Sou sensível e atento a este assunto. É uma área muito cara para mim, enquanto profissional da área, mas também como Presidente de Câmara. Em Águeda, temos investido fortemente para que profissionais tenham as melhores condições para a prestação de cuidados de saúde e utentes tenham um serviço capaz ao seu dispor.
Fazemos o que está ao nosso alcance, proporcionando condições. A dotação de meios humanos, essa continua a ser da responsabilidade do Ministério da Saúde. Em Portugal, segundo dados oficiais do Pordata, existiam, em 2022, um total de 60 396 médicos, quase o dobro dos que existiam em 2000, que eram 32 498. Portugal tem 5,6 médicos por cada mil habitantes, acima da média da OCDE, que é de 3,7.
Dizer que não há médicos – e os números não mentem – isso sim é uma mentira.
Por isso, encerrar e/ou condicionar serviços de urgência por falta de médicos – que, como comprovado, não é verdade – não é admissível. Não me calarei perante isto.
O fecho de serviços de urgência só pode ser um último recurso e representará sempre uma grave perturbação no funcionamento dos serviços de saúde. O que tem vindo a acontecer no nosso Hospital e que já quase se tornou uma rotina, é inaceitável.
Sou Enfermeiro e trabalhei mais de 20 anos numa Urgência. Sei o que é trabalhar horas a fio num serviço exigente e que requer muito de qualquer profissional. Fiz algumas vezes greve, ou porque discordava de algumas políticas ou porque sentia a minha classe profissional injustiçada, mas apenas greve de zelo (trabalhava e não assinava o ponto; logo, não recebia). Nessa altura, tínhamos que garantir sempre os serviços mínimos obrigatórios e era imperativo que a Urgência se mantivesse aberta e a prestar cuidados às populações.
A luta por melhores condições profissionais não pode sobrelevar-se ao dever de cuidar e prestar um serviço que é um direito humano fundamental, o acesso à saúde. Há serviços fundamentais nos Hospitais e as Urgências sem dúvida que o são. São o último recurso para muitos, sobretudo depois de tudo falhar, e todos sabemos que falha.

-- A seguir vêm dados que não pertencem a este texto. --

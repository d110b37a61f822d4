// Copyright (c) 2025 Fabstir
// SPDX-License-Identifier: BUSL-1.1
//! Text region extraction from the detection model's probability map

use ndarray::{ArrayView2, ArrayViewD, Axis, Ix2};

use super::preprocessing::PreprocessInfo;
use crate::detection::error::DetectorError;

/// Probability at which a map pixel counts as text
pub const TEXT_THRESHOLD: f32 = 0.3;

/// Components smaller than this many map pixels are noise
pub const MIN_REGION_PIXELS: usize = 10;

/// Detection regions are shrunk during training; expand them back by this ratio
const UNCLIP_RATIO: f32 = 1.5;

/// Axis-aligned text line in source image pixels
#[derive(Debug, Clone, Copy, PartialEq)]
pub struct TextRegion {
    pub x: f32,
    pub y: f32,
    pub width: f32,
    pub height: f32,
    /// Mean map probability over the component
    pub score: f32,
}

impl TextRegion {
    pub fn area(&self) -> f32 {
        self.width * self.height
    }
}

/// Squeeze `[1, 1, H, W]` or `[1, H, W]` to `[H, W]`
pub fn probability_map<'a>(output: &'a ArrayViewD<'a, f32>) -> Result<ArrayView2<'a, f32>, DetectorError> {
    let mut view = output.view();
    while view.ndim() > 2 {
        if view.shape()[0] != 1 {
            return Err(DetectorError::InvalidOutput(format!(
                "unexpected probability map shape {:?}",
                output.shape()
            )));
        }
        view = view.index_axis_move(Axis(0), 0);
    }
    view.into_dimensionality::<Ix2>()
        .map_err(|e| DetectorError::InvalidOutput(e.to_string()))
}

/// Connected components of the thresholded map, as boxes in map pixels
pub fn extract_regions(map: &ArrayView2<f32>, threshold: f32, min_pixels: usize) -> Vec<TextRegion> {
    let (height, width) = map.dim();
    let mut visited = vec![false; width * height];
    let mut regions = Vec::new();

    for y in 0..height {
        for x in 0..width {
            if visited[y * width + x] || map[[y, x]] < threshold {
                continue;
            }

            let mut stack = vec![(x, y)];
            visited[y * width + x] = true;
            let (mut min_x, mut max_x, mut min_y, mut max_y) = (x, x, y, y);
            let mut count = 0usize;
            let mut sum = 0.0f32;

            while let Some((cx, cy)) = stack.pop() {
                count += 1;
                sum += map[[cy, cx]];
                min_x = min_x.min(cx);
                max_x = max_x.max(cx);
                min_y = min_y.min(cy);
                max_y = max_y.max(cy);

                let neighbours = [
                    (cx.wrapping_sub(1), cy),
                    (cx + 1, cy),
                    (cx, cy.wrapping_sub(1)),
                    (cx, cy + 1),
                ];
                for (nx, ny) in neighbours {
                    if nx < width && ny < height {
                        let idx = ny * width + nx;
                        if !visited[idx] && map[[ny, nx]] >= threshold {
                            visited[idx] = true;
                            stack.push((nx, ny));
                        }
                    }
                }
            }

            if count >= min_pixels {
                regions.push(TextRegion {
                    x: min_x as f32,
                    y: min_y as f32,
                    width: (max_x - min_x + 1) as f32,
                    height: (max_y - min_y + 1) as f32,
                    score: sum / count as f32,
                });
            }
        }
    }

    regions
}

/// Grow a shrunk region by `area * ratio / perimeter` on every side
pub fn unclip(region: TextRegion, ratio: f32) -> TextRegion {
    let perimeter = 2.0 * (region.width + region.height);
    if perimeter <= 0.0 {
        return region;
    }
    let distance = region.area() * ratio / perimeter;
    TextRegion {
        x: region.x - distance,
        y: region.y - distance,
        width: region.width + 2.0 * distance,
        height: region.height + 2.0 * distance,
        ..region
    }
}

/// Map-space regions to source image space, clipped and in reading order
pub fn to_image_space(
    regions: Vec<TextRegion>,
    map_size: (usize, usize),
    input_size: u32,
    info: &PreprocessInfo,
) -> Vec<TextRegion> {
    let (map_h, map_w) = map_size;
    let scale_x = input_size as f32 / map_w.max(1) as f32;
    let scale_y = input_size as f32 / map_h.max(1) as f32;
    let max_x = info.original_width as f32;
    let max_y = info.original_height as f32;

    let mut mapped: Vec<TextRegion> = regions
        .into_iter()
        .map(|r| unclip(r, UNCLIP_RATIO))
        .filter_map(|r| {
            let (x0, y0) = info.map_to_original(r.x * scale_x, r.y * scale_y);
            let (x1, y1) =
                info.map_to_original((r.x + r.width) * scale_x, (r.y + r.height) * scale_y);
            let (x0, y0) = (x0.clamp(0.0, max_x), y0.clamp(0.0, max_y));
            let (x1, y1) = (x1.clamp(0.0, max_x), y1.clamp(0.0, max_y));
            (x1 - x0 >= 1.0 && y1 - y0 >= 1.0).then_some(TextRegion {
                x: x0,
                y: y0,
                width: x1 - x0,
                height: y1 - y0,
                score: r.score,
            })
        })
        .collect();

    mapped.sort_by(|a, b| a.y.total_cmp(&b.y).then(a.x.total_cmp(&b.x)));
    mapped
}
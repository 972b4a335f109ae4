//! Audio I/O modules
//!
//! Audio decoding using Symphonia and the reverse-ordered sample buffers the
//! search engine reads.

pub mod decoder;
pub mod sample_buffer;

pub use decoder::{decode_file, decode_stream, DecodedTrack};
pub use sample_buffer::{PcmChannels, Sample, SampleBuffer, SampleWindow, SampleWindowMut};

Foram muitos os governos que adiaram as medidas que se impunham, e sem surpresa, trouxeram-nos a este ponto.
Importa mesmo que na política e na implementação das medidas, as pessoas importem mesmo.
Os serviços públicos são a face mais visível disso mesmo. Os Serviços de Saúde serão, sem dúvida, onde o Estado menos pode falhar.
A Urgência é o reduto e o bastião de um serviço que deveria demonstrar, acima de tudo, humanidade. Se perdermos a Humanidade, o que nos resta?